» Work to be completed: The response should be the lines of the data, starting at the first and ending at the one that contains "use crate::source_location::SourceLocation;", copied without change.

---+---

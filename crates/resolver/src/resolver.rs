use std::cell::RefCell;
use std::collections::HashMap;
use std::path::{Path, PathBuf};

use ownership_model::{is_clean_path, Team, TeamRegistry};

use crate::error::Result;
use crate::mapper::{GlobsToOwner, OwnershipMapper};
use crate::mappers::annotation::FileAnnotationMapper;
use crate::mappers::directory::DirectoryMapper;
use crate::mappers::package_json::PackageJsonMapper;
use crate::mappers::package_yml::PackageYmlMapper;
use crate::mappers::team_globs::TeamGlobMapper;
use crate::mappers::team_yml::TeamYmlMapper;
use crate::source_location::SourceLocation;

/// Orchestrates the mapper chain and owns all per-run caches.
///
/// Single-threaded by design: caches use interior mutability and the whole
/// pipeline is one synchronous batch pass. `reset_caches` lets a long-lived
/// process (a test harness, say) run repeated passes against a changing
/// tree without stale answers surviving.
pub struct Resolver {
    root: PathBuf,
    registry: TeamRegistry,
    mappers: Vec<Box<dyn OwnershipMapper>>,
    class_cache: RefCell<HashMap<String, Option<Team>>>,
}

impl Resolver {
    /// Resolver with the standard mapper chain in fixed precedence order.
    pub fn new(root: impl Into<PathBuf>, registry: TeamRegistry) -> Self {
        let root = root.into();
        let mappers: Vec<Box<dyn OwnershipMapper>> = vec![
            Box::new(FileAnnotationMapper::new(&root)),
            Box::new(TeamGlobMapper::new()),
            Box::new(DirectoryMapper::new(&root)),
            Box::new(PackageYmlMapper::new(&root)),
            Box::new(PackageJsonMapper::new(&root)),
            Box::new(TeamYmlMapper),
        ];
        Self::with_mappers(root, registry, mappers)
    }

    pub fn with_mappers(
        root: impl Into<PathBuf>,
        registry: TeamRegistry,
        mappers: Vec<Box<dyn OwnershipMapper>>,
    ) -> Self {
        Self {
            root: root.into(),
            registry,
            mappers,
            class_cache: RefCell::new(HashMap::new()),
        }
    }

    pub fn root(&self) -> &Path {
        &self.root
    }

    pub fn registry(&self) -> &TeamRegistry {
        &self.registry
    }

    /// Owner of one file. Non-clean paths (leading `./`, `..` segments)
    /// resolve to no owner rather than erroring.
    pub fn for_file(&self, file: &str) -> Result<Option<Team>> {
        if !is_clean_path(file) {
            log::debug!("Refusing to resolve non-clean path {file}");
            return Ok(None);
        }
        for mapper in &self.mappers {
            if let Some(team) = mapper.resolve(file, &self.registry)? {
                return Ok(Some(team));
            }
        }
        Ok(None)
    }

    /// Owner of the file that defines `type_name`, per the source-location
    /// port. Memoized per type name, including negative answers.
    pub fn for_class(
        &self,
        type_name: &str,
        locator: &dyn SourceLocation,
    ) -> Result<Option<Team>> {
        if let Some(cached) = self.class_cache.borrow().get(type_name) {
            return Ok(cached.clone());
        }

        let owner = match locator.file_for_type(type_name) {
            Some(path) => {
                let file = self.normalize(&path);
                self.for_file(&file)?
            }
            None => None,
        };

        self.class_cache
            .borrow_mut()
            .insert(type_name.to_string(), owner.clone());
        Ok(owner)
    }

    /// Team owning the first owned frame of a backtrace.
    pub fn for_backtrace(
        &self,
        frames: &[String],
        locator: &dyn SourceLocation,
        excluded_teams: &[&str],
    ) -> Result<Option<Team>> {
        Ok(self
            .first_owned_frame(frames, locator, excluded_teams)?
            .map(|(team, _)| team))
    }

    /// Scans frames in order and returns the first `(team, file)` whose
    /// owner is not in `excluded_teams`, or `None` if nothing is owned.
    pub fn first_owned_frame(
        &self,
        frames: &[String],
        locator: &dyn SourceLocation,
        excluded_teams: &[&str],
    ) -> Result<Option<(Team, String)>> {
        for frame in frames {
            let Some(path) = locator.file_for_frame(frame) else {
                continue;
            };
            let file = self.normalize(&path);
            if let Some(team) = self.for_file(&file)? {
                if excluded_teams.contains(&team.name()) {
                    continue;
                }
                return Ok(Some((team, file)));
            }
        }
        Ok(None)
    }

    /// Ordered `(label, glob map)` pairs for every mapper, over `files`.
    /// Feeds CODEOWNERS generation and the per-team report.
    pub fn glob_maps(&self, files: &[String]) -> Result<Vec<(&'static str, GlobsToOwner)>> {
        let mut maps = Vec::with_capacity(self.mappers.len());
        for mapper in &self.mappers {
            maps.push((mapper.label(), mapper.globs_to_owner(files, &self.registry)?));
        }
        Ok(maps)
    }

    pub fn reset_caches(&self) {
        for mapper in &self.mappers {
            mapper.reset_cache();
        }
        self.class_cache.borrow_mut().clear();
    }

    fn normalize(&self, path: &Path) -> String {
        let path = path.strip_prefix(&self.root).unwrap_or(path);
        path.to_string_lossy().replace('\\', "/")
    }
}
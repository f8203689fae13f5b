use std::cell::RefCell;

use globset::GlobMatcher;
use ownership_model::{compile_glob, Team, TeamRegistry};

use crate::error::Result;
use crate::mapper::{GlobsToOwner, OwnershipMapper};

/// Ownership declared through each team's `owned_globs`. Teams are consulted
/// in registry order (lexicographic by definition path), so overlapping
/// globs resolve deterministically: first matching team wins.
pub struct TeamGlobMapper {
    // Compiled matchers per team name, built lazily from the registry on
    // first use. The registry is immutable within a run.
    matchers: RefCell<Option<Vec<(String, Vec<GlobMatcher>)>>>,
}

impl TeamGlobMapper {
    pub fn new() -> Self {
        Self {
            matchers: RefCell::new(None),
        }
    }

    fn ensure_compiled(&self, registry: &TeamRegistry) -> Result<()> {
        if self.matchers.borrow().is_some() {
            return Ok(());
        }
        let mut compiled = Vec::new();
        for team in registry.all() {
            let mut team_matchers = Vec::with_capacity(team.owned_globs().len());
            for pattern in team.owned_globs() {
                team_matchers.push(compile_glob(pattern)?);
            }
            compiled.push((team.name().to_string(), team_matchers));
        }
        *self.matchers.borrow_mut() = Some(compiled);
        Ok(())
    }
}

impl Default for TeamGlobMapper {
    fn default() -> Self {
        Self::new()
    }
}

impl OwnershipMapper for TeamGlobMapper {
    fn resolve(&self, file: &str, registry: &TeamRegistry) -> Result<Option<Team>> {
        self.ensure_compiled(registry)?;
        let matchers = self.matchers.borrow();
        if let Some(compiled) = matchers.as_ref() {
            for (name, team_matchers) in compiled {
                if team_matchers.iter().any(|matcher| matcher.is_match(file)) {
                    return Ok(registry.find(name).cloned());
                }
            }
        }
        Ok(None)
    }

    fn globs_to_owner(&self, _files: &[String], registry: &TeamRegistry) -> Result<GlobsToOwner> {
        let mut globs = Vec::new();
        for team in registry.all() {
            for pattern in team.owned_globs() {
                globs.push((pattern.clone(), team.clone()));
            }
        }
        Ok(globs)
    }

    fn label(&self) -> &'static str {
        "Team-specific owned globs"
    }

    fn reset_cache(&self) {
        *self.matchers.borrow_mut() = None;
    }
}
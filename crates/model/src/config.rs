use std::fs;
use std::path::Path;

use serde::Deserialize;

use crate::error::{ModelError, Result};
use crate::CONFIG_PATH;

/// Project-level settings from `config/code_ownership.yml`.
///
/// Every field has a default, and the file itself is optional, so an empty
/// project is valid.
#[derive(Debug, Clone, Deserialize)]
#[serde(default)]
pub struct ProjectConfig {
    /// Globs selecting which files are subject to ownership at all.
    pub owned_globs: Vec<String>,
    /// Files matching these globs are exempt from the unowned-files check.
    pub unowned_globs: Vec<String>,
    pub skip_codeowners_validation: bool,
    pub require_github_teams: bool,
}

impl Default for ProjectConfig {
    fn default() -> Self {
        Self {
            owned_globs: vec!["**/*".to_string()],
            unowned_globs: Vec::new(),
            skip_codeowners_validation: false,
            require_github_teams: false,
        }
    }
}

impl ProjectConfig {
    pub fn load(root: &Path) -> Result<Self> {
        let path = root.join(CONFIG_PATH);
        if !path.is_file() {
            log::debug!("No {CONFIG_PATH} found, using defaults");
            return Ok(Self::default());
        }

        let contents = fs::read_to_string(&path)?;
        serde_yaml::from_str(&contents).map_err(|source| ModelError::Yaml {
            path: CONFIG_PATH.to_string(),
            source,
        })
    }
}
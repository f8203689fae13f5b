use std::cell::RefCell;
use std::collections::HashMap;
use std::fs;
use std::path::{Path, PathBuf};

use ownership_model::{relative_to_root, Team, TeamRegistry};
use walkdir::WalkDir;

use crate::error::{ResolverError, Result};
use crate::mapper::{GlobsToOwner, OwnershipMapper};

const MANIFEST: &str = "package.json";

#[derive(Clone)]
enum DirScan {
    NoManifest,
    ManifestWithoutOwner,
    Owner(Team),
}

/// Ownership declared by `"owner"` (top-level or under `"metadata"`) in the
/// nearest `package.json` above a file.
///
/// Unlike `package.yml`, a team-not-found error references the package
/// directory rather than the manifest file.
pub struct PackageJsonMapper {
    root: PathBuf,
    cache: RefCell<HashMap<PathBuf, DirScan>>,
}

impl PackageJsonMapper {
    pub fn new(root: impl Into<PathBuf>) -> Self {
        Self {
            root: root.into(),
            cache: RefCell::new(HashMap::new()),
        }
    }

    fn scan_dir(&self, dir: &Path, registry: &TeamRegistry) -> Result<DirScan> {
        if let Some(cached) = self.cache.borrow().get(dir) {
            return Ok(cached.clone());
        }

        let manifest = self.root.join(dir).join(MANIFEST);
        let scan = if manifest.is_file() {
            match self.owner_name(&manifest)? {
                Some(name) => {
                    let team = registry.find(&name).ok_or_else(|| {
                        ResolverError::team_not_found(&name, &package_dir_label(dir), registry)
                    })?;
                    DirScan::Owner(team.clone())
                }
                None => DirScan::ManifestWithoutOwner,
            }
        } else {
            DirScan::NoManifest
        };

        self.cache.borrow_mut().insert(dir.to_path_buf(), scan.clone());
        Ok(scan)
    }

    fn owner_name(&self, manifest: &Path) -> Result<Option<String>> {
        let contents = fs::read_to_string(manifest)?;
        let value: serde_json::Value =
            serde_json::from_str(&contents).map_err(|err| ResolverError::MalformedManifest {
                path: relative_to_root(&self.root, manifest)
                    .unwrap_or_else(|| manifest.display().to_string()),
                message: err.to_string(),
            })?;

        let owner = value
            .get("owner")
            .or_else(|| value.get("metadata").and_then(|meta| meta.get("owner")))
            .and_then(serde_json::Value::as_str)
            .map(str::to_string);
        Ok(owner)
    }
}

fn package_dir_label(dir: &Path) -> String {
    let rendered = dir.to_string_lossy().replace('\\', "/");
    if rendered.is_empty() {
        ".".to_string()
    } else {
        rendered
    }
}

impl OwnershipMapper for PackageJsonMapper {
    fn resolve(&self, file: &str, registry: &TeamRegistry) -> Result<Option<Team>> {
        let parent = Path::new(file).parent().unwrap_or_else(|| Path::new(""));
        for dir in parent.ancestors() {
            match self.scan_dir(dir, registry)? {
                DirScan::Owner(team) => return Ok(Some(team)),
                DirScan::ManifestWithoutOwner => return Ok(None),
                DirScan::NoManifest => continue,
            }
        }
        Ok(None)
    }

    fn globs_to_owner(&self, _files: &[String], registry: &TeamRegistry) -> Result<GlobsToOwner> {
        let mut globs = Vec::new();
        let walk = WalkDir::new(&self.root)
            .into_iter()
            .filter_entry(|entry| {
                entry.file_name() != ".git" && entry.file_name() != "node_modules"
            });
        for entry in walk {
            let entry = entry.map_err(std::io::Error::from)?;
            if !entry.file_type().is_file() || entry.file_name() != MANIFEST {
                continue;
            }
            let Some(name) = self.owner_name(entry.path())? else {
                continue;
            };

            let dir = entry
                .path()
                .parent()
                .and_then(|dir| relative_to_root(&self.root, dir));
            let dir_label = dir.clone().unwrap_or_else(|| ".".to_string());
            let team = registry
                .find(&name)
                .ok_or_else(|| ResolverError::team_not_found(&name, &dir_label, registry))?;

            let glob = match dir {
                Some(dir) => format!("{dir}/**/**"),
                None => "**/**".to_string(),
            };
            globs.push((glob, team.clone()));
        }
        Ok(globs)
    }

    fn label(&self) -> &'static str {
        "Owner metadata key in package.json"
    }

    fn reset_cache(&self) {
        self.cache.borrow_mut().clear();
    }
}
use ownership_model::{Team, TeamRegistry};

use crate::error::Result;

/// One `(glob, owning team)` pair per entry, in mapper-specific order.
/// The generator sorts within each section before emitting.
pub type GlobsToOwner = Vec<(String, Team)>;

/// One ownership signal. Implementations resolve a single file and can
/// enumerate their full glob→team map for CODEOWNERS generation.
///
/// Mappers are consulted in a fixed order (see the crate docs); a file has
/// at most one owner per mapper.
pub trait OwnershipMapper {
    /// Owner of `file`, or `None` if this signal says nothing about it.
    /// `file` is a clean path relative to the project root.
    fn resolve(&self, file: &str, registry: &TeamRegistry) -> Result<Option<Team>>;

    /// The glob→team map this mapper contributes to CODEOWNERS generation.
    ///
    /// `files` is the full tracked tree. Mappers with a cheaper authoritative
    /// whole-tree scan (directory markers, package manifests) ignore it:
    /// generation always wants whole-repository coverage, so a subset file
    /// list must not constrain it.
    fn globs_to_owner(&self, files: &[String], registry: &TeamRegistry) -> Result<GlobsToOwner>;

    /// Section header used in CODEOWNERS output and ownership reports.
    fn label(&self) -> &'static str;

    /// Clear mapper-local memoization so a later pass observes filesystem
    /// changes made since the last one.
    fn reset_cache(&self);
}
use std::io;
use std::path::{Path, PathBuf};
use std::process::Command;

/// Version-control port: stage one path. Only exercised in
/// autocorrect+stage mode.
pub trait Stager {
    fn stage(&self, path: &Path) -> io::Result<()>;
}

/// Shells out to `git add <path>` in the project root.
pub struct GitStager {
    root: PathBuf,
}

impl GitStager {
    pub fn new(root: impl Into<PathBuf>) -> Self {
        Self { root: root.into() }
    }
}

impl Stager for GitStager {
    fn stage(&self, path: &Path) -> io::Result<()> {
        let status = Command::new("git")
            .arg("add")
            .arg(path)
            .current_dir(&self.root)
            .status()?;
        if !status.success() {
            return Err(io::Error::other(format!(
                "git add {} exited with {status}",
                path.display()
            )));
        }
        Ok(())
    }
}

/// Stager used when staging is disabled.
pub struct NoopStager;

impl Stager for NoopStager {
    fn stage(&self, _path: &Path) -> io::Result<()> {
        Ok(())
    }
}
use std::path::{Path, PathBuf};

use ignore::WalkBuilder;
use ownership_model::{compile_glob_set, relative_to_root};

use crate::error::Result;

/// Enumerates the files subject to ownership under the project root.
///
/// Gitignore-aware (including global and repo-local excludes); hidden files
/// are included so `.codeowner` markers and `.github/` contents are seen.
/// Paths come back forward-slash, relative to the root, and sorted, so every
/// downstream artifact is deterministic.
pub struct FileWalker {
    root: PathBuf,
}

impl FileWalker {
    pub fn new(root: impl AsRef<Path>) -> Self {
        Self {
            root: root.as_ref().to_path_buf(),
        }
    }

    /// All files under the root, filtered by the project's `owned_globs`.
    pub fn tracked_files(&self, owned_globs: &[String]) -> Result<Vec<String>> {
        let owned = compile_glob_set(owned_globs)?;
        let mut files = Vec::new();

        let mut builder = WalkBuilder::new(&self.root);
        builder
            .hidden(false)
            .git_ignore(true)
            .git_global(true)
            .git_exclude(true)
            .filter_entry(|entry| entry.file_name() != ".git");

        for result in builder.build() {
            match result {
                Ok(entry) => {
                    let is_file = entry.file_type().is_some_and(|ft| ft.is_file());
                    if !is_file {
                        continue;
                    }
                    let Some(relative) = relative_to_root(&self.root, entry.path()) else {
                        continue;
                    };
                    if owned.is_match(&relative) {
                        files.push(relative);
                    }
                }
                Err(e) => log::warn!("Failed to read entry: {e}"),
            }
        }

        files.sort_unstable();
        log::debug!("Found {} tracked files", files.len());
        Ok(files)
    }
}
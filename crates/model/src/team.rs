use serde::Deserialize;

use crate::error::{ModelError, Result};

/// A named ownership unit, parsed from one YAML file under `config/teams/`.
///
/// The `name` is the key teams are referenced by in annotations, markers,
/// and manifests. The GitHub identity is optional: teams without one are
/// silently left out of the generated CODEOWNERS file.
#[derive(Debug, Clone, PartialEq, Eq)]
pub struct Team {
    name: String,
    github_team: Option<String>,
    do_not_add_to_codeowners_file: bool,
    owned_globs: Vec<String>,
    source_path: String,
}

#[derive(Deserialize)]
struct RawTeam {
    name: String,
    github: Option<RawGithub>,
    #[serde(default)]
    owned_globs: Vec<String>,
}

#[derive(Deserialize)]
struct RawGithub {
    team: Option<String>,
    #[serde(default)]
    do_not_add_to_codeowners_file: bool,
}

impl Team {
    /// Parse a team definition. `source_path` is the definition file's
    /// clean path relative to the project root, e.g. `config/teams/bar.yml`.
    pub fn from_yaml(source_path: &str, contents: &str) -> Result<Self> {
        let raw: RawTeam = serde_yaml::from_str(contents).map_err(|source| ModelError::Yaml {
            path: source_path.to_string(),
            source,
        })?;

        let (github_team, opt_out) = match raw.github {
            Some(github) => (github.team, github.do_not_add_to_codeowners_file),
            None => (None, false),
        };

        Ok(Self {
            name: raw.name,
            github_team,
            do_not_add_to_codeowners_file: opt_out,
            owned_globs: raw.owned_globs,
            source_path: source_path.to_string(),
        })
    }

    pub fn name(&self) -> &str {
        &self.name
    }

    /// GitHub slug, e.g. `@MyOrg/bar-team`.
    pub fn github_team(&self) -> Option<&str> {
        self.github_team.as_deref()
    }

    pub fn opts_out_of_codeowners(&self) -> bool {
        self.do_not_add_to_codeowners_file
    }

    pub fn owned_globs(&self) -> &[String] {
        &self.owned_globs
    }

    pub fn source_path(&self) -> &str {
        &self.source_path
    }
}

---+---

» Expected answer:
filename crates/resolver/src/resolver.rs
use std::cell::RefCell;
use std::collections::HashMap;
use std::path::{Path, PathBuf};

use ownership_model::{is_clean_path, Team, TeamRegistry};

use crate::error::Result;
use crate::mapper::{GlobsToOwner, OwnershipMapper};
use crate::mappers::annotation::FileAnnotationMapper;
use crate::mappers::directory::DirectoryMapper;
use crate::mappers::package_json::PackageJsonMapper;
use crate::mappers::package_yml::PackageYmlMapper;
use crate::mappers::team_globs::TeamGlobMapper;
use crate::mappers::team_yml::TeamYmlMapper;
use crate::source_location::SourceLocation;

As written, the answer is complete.